Following university, Wouter spent several years in finance as an investment banker, at a hedge fund, and in private equity. During his MBA, he moved into the tech startup space and tried his hand at various ventures. He later moved to Singapore with his wife, Mirte, to get involved in impact while continuing his work in financial markets. At Zomia, Wouter is able to combine impact, entrepreneurship, and finance. He holds an MBA from INSEAD, an LLM in Financial Law from Erasmus University Rotterdam, and both an MSc and BSc in Business Administration from RSM Erasmus University.
In addition to serving as Zomia's student representative in Cambodia, Be Kalyan works as a conservator for the National Museum of Cambodia and the Ministry of Culture and Fine Arts.
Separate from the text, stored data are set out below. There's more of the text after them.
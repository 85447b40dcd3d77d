use std::time::Duration;

use quotaguard_types::AccountId;
use thiserror::Error;

/// Unified error type for the QuotaGuard workspace.
///
/// Mirrors the single-enum-per-workspace convention: every component-local
/// failure (breaker trips, queue overflow, router refusal, ...) is a
/// variant here rather than a separate per-crate error type, so a caller
/// only ever matches on one type.
#[derive(Debug, Error)]
#[non_exhaustive]
pub enum QuotaGuardError {
    /// The referenced account does not exist in the Store.
    #[error("account not found: {account_id}")]
    AccountNotFound {
        /// The account id that was looked up.
        account_id: AccountId,
    },

    /// No `QuotaInfo` snapshot is available yet for the account.
    #[error("quota missing for account: {account_id}")]
    QuotaMissing {
        /// The account whose quota snapshot is missing.
        account_id: AccountId,
    },

    /// The upstream provider rejected the request as rate-limited.
    #[error("rate limited: retry after {retry_after:?}")]
    RateLimited {
        /// Provider-reported (or estimated) duration to wait before retrying.
        retry_after: Duration,
    },

    /// Authentication against the upstream provider failed (expired/invalid credentials).
    #[error("auth failure for account {account_id}: {msg}")]
    AuthFailure {
        /// The account whose credentials failed.
        account_id: AccountId,
        /// Provider-reported or locally classified failure message.
        msg: String,
    },

    /// A fetch attempt exceeded its configured timeout.
    #[error("fetch timed out for account {account_id}")]
    FetchTimeout {
        /// The account whose fetch attempt timed out.
        account_id: AccountId,
    },

    /// A transient error occurred while fetching quota; distinct from a hard failure.
    #[error("transient fetch error for account {account_id}: {msg}")]
    TransientFetchError {
        /// The account whose fetch attempt failed transiently.
        account_id: AccountId,
        /// Human-readable cause.
        msg: String,
    },

    /// The active collector's circuit breaker is open; the poll cycle was skipped.
    #[error("breaker open, retry after {retry_after:?}")]
    BreakerOpen {
        /// Time remaining until the breaker allows a half-open probe.
        retry_after: Duration,
    },

    /// A bounded queue (passive ingest, alert pending queue) is at capacity.
    #[error("queue full")]
    QueueFull,

    /// The Router could not find any account meeting candidacy requirements.
    #[error("no suitable account: {reason}")]
    NoSuitableAccount {
        /// Human-readable reason (all below min-safe, all blocked, ...).
        reason: String,
    },

    /// A reservation was swept by the background sweeper after expiring; not caller-visible
    /// in practice, retained for completeness of the error-kind table.
    #[error("reservation expired: {reservation_id}")]
    ReservationExpired {
        /// The reservation id that expired.
        reservation_id: String,
    },

    /// The referenced reservation does not exist or is not active.
    #[error("reservation not found or not active: {reservation_id}")]
    ReservationNotActive {
        /// The reservation id that was looked up.
        reservation_id: String,
    },

    /// A hot-reloaded configuration value failed validation; the prior configuration is kept.
    #[error("invalid config: {0}")]
    ConfigInvalid(String),

    /// The calling operation was cancelled via its cancellation token.
    #[error("cancelled")]
    Cancelled,

    /// A timed wait (e.g. `Waiter::acquire`) exceeded its deadline.
    #[error("operation timed out")]
    Timeout,

    /// Catch-all for errors that do not fit a more specific variant.
    #[error("{0}")]
    Other(String),
}

impl QuotaGuardError {
    /// Builds an [`QuotaGuardError::AccountNotFound`].
    pub fn account_not_found(account_id: impl Into<AccountId>) -> Self {
        Self::AccountNotFound {
            account_id: account_id.into(),
        }
    }

    /// Builds a [`QuotaGuardError::QuotaMissing`].
    pub fn quota_missing(account_id: impl Into<AccountId>) -> Self {
        Self::QuotaMissing {
            account_id: account_id.into(),
        }
    }

    /// Builds a [`QuotaGuardError::RateLimited`].
    #[must_use]
    pub const fn rate_limited(retry_after: Duration) -> Self {
        Self::RateLimited { retry_after }
    }

    /// Builds a [`QuotaGuardError::AuthFailure`].
    pub fn auth_failure(account_id: impl Into<AccountId>, msg: impl Into<String>) -> Self {
        Self::AuthFailure {
            account_id: account_id.into(),
            msg: msg.into(),
        }
    }

    /// Builds a [`QuotaGuardError::FetchTimeout`].
    pub fn fetch_timeout(account_id: impl Into<AccountId>) -> Self {
        Self::FetchTimeout {
            account_id: account_id.into(),
        }
    }

    /// Builds a [`QuotaGuardError::TransientFetchError`].
    pub fn transient(account_id: impl Into<AccountId>, msg: impl Into<String>) -> Self {
        Self::TransientFetchError {
            account_id: account_id.into(),
            msg: msg.into(),
        }
    }

    /// Builds a [`QuotaGuardError::BreakerOpen`].
    #[must_use]
    pub const fn breaker_open(retry_after: Duration) -> Self {
        Self::BreakerOpen { retry_after }
    }

    /// Builds a [`QuotaGuardError::NoSuitableAccount`].
    pub fn no_suitable_account(reason: impl Into<String>) -> Self {
        Self::NoSuitableAccount {
            reason: reason.into(),
        }
    }
}
use chrono::{DateTime, Utc};
use serde::{Deserialize, Serialize};

use crate::ids::AccountId;

/// Upstream AI provider a fleet account belongs to.
///
/// `Other` keeps the type forward-compatible with providers not known at
/// compile time, the way `borsa-types`'s strategy enums keep an escape
/// hatch for unrecognized connector keys.
#[derive(Debug, Clone, PartialEq, Eq, Hash, Serialize, Deserialize)]
#[non_exhaustive]
pub enum Provider {
    /// OpenAI Codex.
    OpenAiCodex,
    /// Anthropic Antigravity.
    AnthropicAntigravity,
    /// Google Gemini.
    Gemini,
    /// Alibaba Qwen.
    Qwen,
    /// Any provider not covered by the named variants.
    Other(String),
}

impl core::fmt::Display for Provider {
    fn fmt(&self, f: &mut core::fmt::Formatter<'_>) -> core::fmt::Result {
        match self {
            Self::OpenAiCodex => f.write_str("openai-codex"),
            Self::AnthropicAntigravity => f.write_str("anthropic-antigravity"),
            Self::Gemini => f.write_str("gemini"),
            Self::Qwen => f.write_str("qwen"),
            Self::Other(name) => f.write_str(name),
        }
    }
}

/// Authentication subtype of an account's credentials.
#[derive(Debug, Clone, PartialEq, Eq, Hash, Serialize, Deserialize)]
#[non_exhaustive]
pub enum ProviderType {
    /// Static API key.
    ApiKey,
    /// OAuth2 access/refresh token pair.
    OAuth,
    /// Service-account style credential (e.g. a signed JWT assertion).
    ServiceAccount,
    /// Any auth subtype not covered by the named variants.
    Other(String),
}

impl core::fmt::Display for ProviderType {
    fn fmt(&self, f: &mut core::fmt::Formatter<'_>) -> core::fmt::Result {
        match self {
            Self::ApiKey => f.write_str("api-key"),
            Self::OAuth => f.write_str("oauth"),
            Self::ServiceAccount => f.write_str("service-account"),
            Self::Other(name) => f.write_str(name),
        }
    }
}

/// A single upstream account in the fleet.
///
/// `id` is unique and immutable for the lifetime of the account. `enabled`
/// and `blocked_until` together gate selection by the Router (see
/// [`Account::is_selectable`]) without affecting the Collector, which still
/// observes disabled/blocked accounts.
#[derive(Debug, Clone, Serialize, Deserialize)]
pub struct Account {
    /// Unique, immutable account identity.
    pub id: AccountId,
    /// Upstream provider this account authenticates against.
    pub provider: Provider,
    /// Authentication subtype used by this account's credentials.
    pub provider_type: ProviderType,
    /// Provider-reported subscription/plan tier (e.g. "pro", "team").
    pub tier: String,
    /// Whether the Router may ever select this account.
    pub enabled: bool,
    /// Static priority used as a scoring tie-break; higher wins.
    pub priority: i32,
    /// Maximum concurrent in-flight requests; `<= 0` means unlimited.
    pub concurrency_limit: i64,
    /// Relative cost coefficient used by the Router's cost scoring component.
    pub cost_coefficient: f64,
    /// If set and in the future, equivalent to `enabled = false` for selection.
    pub blocked_until: Option<DateTime<Utc>>,
    /// Opaque reference the Store uses to look up this account's credentials.
    pub credentials_ref: String,
}

impl Account {
    /// True if `blocked_until` is set and still in the future relative to `now`.
    #[must_use]
    pub fn is_blocked(&self, now: DateTime<Utc>) -> bool {
        self.blocked_until.is_some_and(|until| until > now)
    }

    /// True if the Router may consider this account a candidate.
    ///
    /// Does not evaluate quota thresholds; callers still need a current
    /// `QuotaInfo` to fully qualify an account as a candidate.
    #[must_use]
    pub fn is_selectable(&self, now: DateTime<Utc>) -> bool {
        self.enabled && !self.is_blocked(now)
    }
}

/// Provider-specific credential material for an [`Account`], keyed by account id.
///
/// Owned exclusively by the Store; the Router never reads this type.
#[derive(Debug, Clone, Serialize, Deserialize)]
pub struct AccountCredentials {
    /// Account this credential set belongs to.
    pub account_id: AccountId,
    /// Bearer token, API key, or equivalent primary secret.
    pub token: String,
    /// Refresh material, if the provider supports token refresh.
    pub refresh_token: Option<String>,
    /// Instant at which `token` expires and must be refreshed.
    pub expires_at: Option<DateTime<Utc>>,
}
She earned a BA in Archaeology in 2004 from the Royal University of Fine Arts in Phnom Penh and completed an MBA in 2012 at the National University of Management. Kalyan has also volunteered with Apsara Arts Association, a nongovernmental organization working to train Cambodian youth in classical Khmer music and dance.
Born and raised in Indonesia, Ken continued his studies in the United States, where he earned a BA in Information Systems and Operations Management from the University of Washington Michael G. Foster School of Business. His experience ranges from serving as a UNICEF chapter co-president to teaching high school students. Leveraging his newfound passion for technology, Ken serves as a technologist for Zomia, where he enjoys using his skills to help others gain access to quality education.
Sai Hseing Pha
Sai Hseing Pha is a health professional who recently earned a master's degree in Biomedical and Health Informatics at Mahidol University in Bangkok, Thailand. He also works as a freelance mobile health trainer with Shan State Development Foundation along the Thai-Burma border. In addition to serving as a student representative for Zomia, he became the organization's first loan recipient while studying at Mae Fah Luang University, where he earned a Bachelor of Public Health degree in 2014.